Taiwan is one of the more tenable counter-examples I also thought of to what I said, but there are still problems to overcome. In the UK biobank for example, their method of assessing “fluid intelligence”/”verbal-numerical ability” was totally abysmal. They gave participants 2 minutes to answer 13 IQ-test-esque multiple-choice questions and their score was based on the number of questions they answered correctly in the 2 minutes. I hope I don’t need to explain why this is not an adequate measure of fluid intelligence and that any IQ predictor built on that data is probably totally useless. I don’t know how Taiwan assesses intelligence in their biobank if at all, but if they do it anything like how the UK biobank did it, that data will probably end up being similarly useless. Even after the fact, there is still the problem of inadequate sample size if it’s not half a million or more, and that it will take a long time for all of this to complete by my understanding. My ultimate prediction regarding this obstacle is that in order to build an IQ predictor in a short amount of time that has enough quality data to uncover a sufficient abundance of causal alleles for intelligence, there will need to be monetary incentives for the sought hundreds of thousands of participants, actual full-scale IQ tests administered, and full genome sequencing. Again, I would be delighted to be wrong about all of this and I encourage anyone to reply with good reasons for why I might be.
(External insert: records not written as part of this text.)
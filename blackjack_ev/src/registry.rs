//! Policies by name, so a configuration can pick them at startup.

use serde_enum_str::{Deserialize_enum_str, Serialize_enum_str};

use crate::betting::{Better, CountRampBetter, FlatBetter, DEFAULT_WONG_OUT_BELOW};
use crate::strategy::{
    BasicStrategyMover, CardCountMover, CountBand, Mover, PerfectMover, SimpleMover, StrategyTable,
};
use crate::{BlackjackError, BlackjackResult, Rule};

#[derive(Debug, Clone, Copy, PartialEq, Eq, Serialize_enum_str, Deserialize_enum_str)]
pub enum MoverKind {
    #[serde(rename = "simple")]
    Simple,
    #[serde(rename = "basic-strategy")]
    BasicStrategy,
    #[serde(rename = "card-count")]
    CardCount,
    #[serde(rename = "perfect")]
    Perfect,
}

#[derive(Debug, Clone, Copy, PartialEq, Eq, Serialize_enum_str, Deserialize_enum_str)]
pub enum BetterKind {
    #[serde(rename = "simple")]
    Simple,
    #[serde(rename = "card-count")]
    CardCount,
    #[serde(rename = "card-count-wong")]
    CardCountWong,
}

/// Data the table-driven policies are built from.
#[derive(Debug, Clone, Default)]
pub struct PolicySources {
    pub basic_strategy: Option<StrategyTable>,
    pub count_bands: Vec<CountBand>,
    pub wong_out_below: Option<f64>,
}

pub fn create_mover(
    kind: MoverKind,
    rule: &Rule,
    sources: &PolicySources,
) -> BlackjackResult<Box<dyn Mover>> {
    Ok(match kind {
        MoverKind::Simple => Box::new(SimpleMover),
        MoverKind::BasicStrategy => {
            let table = sources
                .basic_strategy
                .clone()
                .ok_or_else(|| BlackjackError::MissingStrategyTable(kind.to_string()))?;
            Box::new(BasicStrategyMover::new(table))
        }
        MoverKind::CardCount => {
            if sources.count_bands.is_empty() {
                return Err(BlackjackError::MissingStrategyTable(kind.to_string()));
            }
            Box::new(CardCountMover::new(sources.count_bands.clone()))
        }
        MoverKind::Perfect => Box::new(PerfectMover::new(rule)),
    })
}

pub fn create_better(kind: BetterKind, sources: &PolicySources) -> Box<dyn Better> {
    match kind {
        BetterKind::Simple => Box::new(FlatBetter::default()),
        BetterKind::CardCount => Box::new(CountRampBetter::card_count()),
        BetterKind::CardCountWong => Box::new(CountRampBetter::wonging(
            sources.wong_out_below.unwrap_or(DEFAULT_WONG_OUT_BELOW),
        )),
    }
}
use proc_macro::TokenStream as TokenStream1;
use proc_macro2::TokenStream as TokenStream2;
use quote::{quote, ToTokens};

/// This macro is added before a method of the `Table` struct in the impl block.
/// Use this macro to first check if current game phase is exactly the phase in
/// the attribute.
///
/// For example, `#[allowed_phase(PlaceBets)]` will make a method first check
/// if current game phase is `PlaceBets`. If not, the method returns
/// `BlackjackError::WrongPhase` naming the method and the required phase.
///
/// The method must return `BlackjackResult<_>` and the enclosing module must
/// have `GamePhase` in scope.
#[proc_macro_attribute]
pub fn allowed_phase(attr: TokenStream1, item: TokenStream1) -> TokenStream1 {
    let mut ast: syn::ImplItemFn =
        syn::parse(item).expect("allowed_phase can only be applied to methods");
    let phase: syn::Ident =
        syn::parse(attr).expect("allowed_phase expects a single GamePhase variant");
    let method = ast.sig.ident.to_string();
    let phase_name = phase.to_string();

    let early_return: TokenStream2 = quote! {
        if self.current_game_phase != GamePhase::#phase {
            return Err(crate::BlackjackError::WrongPhase {
                method: #method,
                phase: #phase_name,
            });
        }
    };
    let early_return: syn::Stmt =
        syn::parse2(early_return).expect("the phase guard is a valid statement");
    ast.block.stmts.insert(0, early_return);
    ast.into_token_stream().into()
}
As mentioned in my reply, I would tend to agree if your goal was to only make a few edits and thus use an AAV only once or twice to accomplish this. This has been demonstrated to be relatively safe provided the right serotype is used, and there are even FDA-approved gene delivery therapies that use AAVs in the CNS. Even in these cases though, the risk of inducing an inflammatory response or killing cells is never zero even with correct dosing and single exposure, and for your purposes you would need to use at least hundreds of AAV injections to deliver hundreds of edits, and thousands of AAV injections to deliver thousands of edits. Again, barring some breakthrough in AAVs as delivery vectors, this number of uses in a single person’s CNS practically guarantees that you will end up inducing some significant/fatal inflammatory response or cytolysis. This is without even mentioning the problems of developing immunity to the viruses and low transduction efficiency, which are another couple of breakthroughs away from being solved.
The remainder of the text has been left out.